Leo, on the other hand, claims to be a member by virtue of his attendance. Only one Road Man will attest to Leo's membership in the church, and he is a white guy named David Eaglefeather.
All of this is not to say that Road Men don't like Leo--they just won't testify on his behalf. Several who visited the Mercado homestead say Leo started out with good intentions, but his ego got in the way. He wanted to be a peyote guru.
He brought too much negative publicity to himself and then claimed affiliation with their church.
"I worry about publicity affecting the Native American Church," says Delbert Pomani, Road Man of Sioux lineage who lives in California. "Our peyote use is protected under law, and a lot of people went through a lot of bureaucratic crap just to make sure the Native American Church could legally use peyote."
Pomani says Leo should respect the sacrament, shouldn't graft the peyote to another cactus, or eat it with any other substance--like San Pedro or pot. Sobriety, after all, is a tenet of the Native American Church.
(Leo admits that he once ingested both cactuses, but says he quit when Native American Church members chastised him. He claims not to mix pot and peyote during ceremonies.)
"He's a nice guy, and he has good intentions and everything," Pomani says. "But he's trying to go over Road Men's heads and go over the Native American Church. He's going against what this church is all about. . . . A lot of people who read about Leo will say, 'Look, that peyote is making people crazy.' But it's not the peyote. When peyote grows in the desert, it is perfect. There is nothing bad about it. The only thing bad about it is the man or the woman eating it."
One Pima Road Man observes, "Maybe the medicine is trying to tell him something. Leo's always running into trouble with it.
"I think if he was using it in a good way, he wouldn't have all these problems."
Leo says he's "chagrined" by the lack of support, says plenty of church members he knows are less than perfect.
"I really feel unity is what is called for in this case, not division," he says.

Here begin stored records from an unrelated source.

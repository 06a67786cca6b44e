//! Observability module for the bus service
//!
//! # Privacy by Default
//!
//! Actor loops and negotiation use `#[instrument(skip_all)]` with explicit
//! field allow-listing. Metric labels are bounded (see [`metrics`]).
//!
//! # Metrics
//!
//! | Metric | Type | Labels | Purpose |
//! |--------|------|--------|---------|
//! | `bus_sessions_active` | Gauge | none | Live sessions |
//! | `bus_ports_bound` | Gauge | none | Bound session ports |
//! | `bus_pending_joins` | Gauge | none | Joins under negotiation |
//! | `bus_advertised_names` | Gauge | none | Names in the name table |
//! | `bus_join_total` | Counter | `outcome` | Join results |
//! | `bus_join_duration_seconds` | Histogram | `outcome` | Negotiation latency |
//! | `bus_events_dispatched_total` | Counter | `kind` | Listener events routed |
//! | `bus_actor_mailbox_depth` | Gauge | `actor_type` | Backpressure indicator |
//! | `bus_actor_panics_total` | Counter | `actor_type` | Actor panics |
//! | `bus_errors_total` | Counter | `operation`, `error_type` | Failed operations |

pub mod health;
pub mod metrics;

// Re-exports for convenience
pub use health::{health_router, HealthState, Readiness};
pub use metrics::{
    init_metrics_recorder, record_actor_panic, record_error, record_event_dispatched,
    record_join, record_teardown_duration, set_actor_mailbox_depth, set_advertised_names,
    set_pending_joins, set_ports_bound, set_sessions_active,
};
/// Default minimum interval between scheduler ticks; also the rounding
/// quantum for scheduled refresh times and the deferral on failure.
pub const DEFAULT_TICK_ROUND: Duration = Duration::from_secs(5 * 60);

/// Errors returned by [`Updater::add_or_update`].
#[derive(Debug, Error)]
pub enum UpdaterError {
    /// The tag is already registered for a different OCSP query.
    #[error("duplicate tag: {0}")]
    DuplicateTag(String),
}

/// Injectable jitter source. Must return a duration in `[0, d)` for
/// `d > 0` and zero otherwise.
pub type Jitter = Arc<dyn Fn(Duration) -> Duration + Send + Sync>;

fn default_jitter(d: Duration) -> Duration {
    if d.is_zero() {
        Duration::ZERO
    } else {
        rand::thread_rng().gen_range(Duration::ZERO..d)
    }
}

/// One monitored OCSP query and its refresh schedule.
struct StatusEntry {
    id: u64,
    request: ocsp_proto::Request,
    response: Option<Response>,
    /// `None` means "refresh as soon as possible" and sorts earliest.
    next_update: Option<DateTime<Utc>>,
    /// Sorted, non-empty while the entry exists.
    tags: Vec<String>,
}

impl StatusEntry {
    fn display_tags(&self) -> String {
        self.tags.join(", ")
    }

    /// The event describing the entry's current response, if it has a
    /// parsed one.
    fn event(&self) -> Option<Event> {
        let response = self.response.as_ref()?;
        let ocsp = response.ocsp.clone()?;
        Some(Event {
            response: ocsp,
            raw: response.raw.clone(),
            tags: self.tags.clone(),
        })
    }
}
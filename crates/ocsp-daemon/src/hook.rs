//! Hook-command execution.
//!
//! After a refresh the daemon can run an external program (typically a
//! "reload HAProxy" script) with the raw DER response on its standard
//! input. Standard output and error pass straight through.

use std::io;
use std::process::Stdio;

use tokio::io::AsyncWriteExt;
use tokio::process::Command;

/// Runs `hook_cmd` with `raw` on stdin; an error is returned when the
/// program cannot be spawned, stdin cannot be written, or the exit
/// status is non-zero.
pub async fn run_hook_cmd(hook_cmd: &str, raw: &[u8]) -> io::Result<()> {
    let mut child = Command::new(hook_cmd)
        .stdin(Stdio::piped())
        .stdout(Stdio::inherit())
        .stderr(Stdio::inherit())
        .spawn()?;

    let mut stdin = child.stdin.take().expect("stdin was piped");
    stdin.write_all(raw).await?;
    drop(stdin);

    let status = child.wait().await?;
    if !status.success() {
        return Err(io::Error::other(format!("hook exited with {status}")));
    }
    Ok(())
}
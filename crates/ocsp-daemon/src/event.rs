//! Refresh events delivered to the daemon's subscriber.

use async_trait::async_trait;
use ocsp_proto::OcspResponse;

/// A successfully refreshed OCSP response for one monitored status.
///
/// `tags` is a snapshot of the tags attached to the status at the time
/// of the refresh, sorted.
#[derive(Debug, Clone)]
pub struct Event {
    /// Parsed and verified response.
    pub response: OcspResponse,
    /// Raw DER, for persistence and hook delivery.
    pub raw: Vec<u8>,
    /// Tags of the refreshed status.
    pub tags: Vec<String>,
}

/// Capability to receive refresh events.
///
/// Handlers run on their own task, fire-and-forget, so a slow handler
/// never stalls the scheduler. Events for the same status are emitted
/// in refresh order, but a handler observing two events concurrently
/// must do its own serialization.
#[async_trait]
pub trait UpdateHandler: Send + Sync {
    async fn on_update(&self, event: Event);
}
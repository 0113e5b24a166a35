//! HTTP cache metadata extraction for OCSP exchanges.
//!
//! OCSP responders sit behind ordinary HTTP caches, so the freshness of
//! a fetched response is bounded both by the OCSP `nextUpdate` field and
//! by the HTTP caching headers (`Cache-Control`, `Expires`, `Date`).
//! This module derives a single absolute expiry instant from those
//! headers and extracts the `ETag`/`Last-Modified` validators used for
//! conditional refetches.

use chrono::{DateTime, NaiveDateTime, Utc};
use http::header::{HeaderMap, CACHE_CONTROL, DATE, EXPIRES, LAST_MODIFIED};

/// Derives the absolute instant at which the HTTP cache entry expires.
///
/// Rules, in order:
/// - any `no-cache` or `max-age=0` directive expires the entry at the
///   server date;
/// - otherwise the smallest non-negative `max-age=N` yields
///   `server date + N seconds`;
/// - otherwise a parseable `Expires` header is used verbatim;
/// - otherwise there is no HTTP expiry (`None`).
///
/// The server date is the `Date` header when present and well-formed,
/// `now` otherwise.
pub fn max_age(headers: &HeaderMap, now: DateTime<Utc>) -> Option<DateTime<Utc>> {
    let mut cache_control = headers.get_all(CACHE_CONTROL).iter().peekable();
    if cache_control.peek().is_some() {
        let date = server_date(headers, now);
        let mut min_age: Option<i64> = None;
        for value in cache_control {
            let Ok(value) = value.to_str() else { continue };
            let mut rest = value;
            while !rest.is_empty() {
                let (key, val, tail) = consume_directive(rest);
                rest = tail;
                match key.as_str() {
                    "max-age" => {
                        if let Ok(n) = val.parse::<i64>() {
                            if n == 0 {
                                return Some(date);
                            }
                            if n > 0 && min_age.map_or(true, |m| n < m) {
                                min_age = Some(n);
                            }
                        }
                    }
                    "no-cache" => return Some(date),
                    _ => {}
                }
            }
        }
        if let Some(n) = min_age {
            return Some(date + chrono::Duration::seconds(n));
        }
    }
    headers
        .get(EXPIRES)
        .and_then(|v| v.to_str().ok())
        .and_then(parse_http_date)
}

/// The `Date` header, falling back to `now` when absent or malformed.
fn server_date(headers: &HeaderMap, now: DateTime<Utc>) -> DateTime<Utc> {
    headers
        .get(DATE)
        .and_then(|v| v.to_str().ok())
        .and_then(parse_http_date)
        .unwrap_or(now)
}

/// The `Last-Modified` header as an instant, `None` on absence or
/// parse failure.
pub fn last_modified(headers: &HeaderMap) -> Option<DateTime<Utc>> {
    headers
        .get(LAST_MODIFIED)
        .and_then(|v| v.to_str().ok())
        .and_then(parse_http_date)
}

/// Consumes one `Cache-Control` directive from `s`.
///
/// Returns the case-folded directive name, its (possibly quoted) value,
/// and the remainder of the header value. A malformed tail (a value not
/// followed by `,`) truncates the remainder, silently dropping whatever
/// follows.
fn consume_directive(s: &str) -> (String, &str, &str) {
    let (key, mut rest) = consume_key(s);
    let mut value = "";
    if let Some(tail) = rest.strip_prefix('=') {
        let (v, r) = consume_value(tail.trim_start());
        value = v;
        rest = r;
    }
    match rest.strip_prefix(',') {
        Some(tail) => (key, value, tail),
        None => (key, value, ""),
    }
}

fn consume_key(s: &str) -> (String, &str) {
    match s.find([',', '=']) {
        Some(i) => (s[..i].trim().to_ascii_lowercase(), &s[i..]),
        None => (s.trim().to_ascii_lowercase(), ""),
    }
}

fn consume_value(s: &str) -> (&str, &str) {
    let s = s.trim_start();
    if !s.starts_with('"') {
        return match s.find(',') {
            Some(i) => (s[..i].trim(), &s[i..]),
            None => (s, ""),
        };
    }
    // Quoted string with backslash quoted-pairs. The raw content is
    // returned without unescaping, as consumers only care about simple
    // token values.
    let mut in_quoted_pair = false;
    for (i, c) in s[1..].char_indices() {
        match c {
            '\\' if !in_quoted_pair => in_quoted_pair = true,
            _ if in_quoted_pair => in_quoted_pair = false,
            '"' => return (&s[1..=i], s[i + 2..].trim_start()),
            _ => {}
        }
    }
    // Unterminated quoted string.
    (s, "")
}

/// Parses an HTTP date in any of the three formats admitted by
/// RFC 7231: IMF-fixdate (RFC 1123), the obsolete RFC 850 form, and
/// ANSI C `asctime()`.
pub fn parse_http_date(s: &str) -> Option<DateTime<Utc>> {
    if let Ok(t) = DateTime::parse_from_rfc2822(s) {
        return Some(t.with_timezone(&Utc));
    }
    if let Ok(t) = NaiveDateTime::parse_from_str(s, "%A, %d-%b-%y %H:%M:%S GMT") {
        return Some(t.and_utc());
    }
    if let Ok(t) = NaiveDateTime::parse_from_str(s, "%a %b %e %H:%M:%S %Y") {
        return Some(t.and_utc());
    }
    None
}

/// Formats an instant as an IMF-fixdate for use in request headers.
pub fn format_http_date(t: DateTime<Utc>) -> String {
    t.format("%a, %d %b %Y %H:%M:%S GMT").to_string()
}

"This peyote religion was started by Mexican Indians," he says. "It was given freely to North American tribes . . . the North American tribes never had a common ceremony they could share. But with the advent of the peyote religion, they had one common ceremony they could share from coast to coast.
"Just like it spread to North American tribes, the peyote religion is now spreading to all parts of the Earth. . . . Now the peyote religion is for all people."
Raven seems dispirited by Leo's battles. Right now, she says, she just "wants to stay out of harm's way."
She knows her husband will be shipped off to prison if Carter Olson gets his way.
Asked why on Earth he would martyr himself and risk being separated from his wife and child, Leo responds: "Peyote gave me my wife and child. If peyote wants me to go to jail for a while, I will go.
"And anyway, I don't have a choice. This is the way I believe.
"I am just a God-intoxicated peyoteist."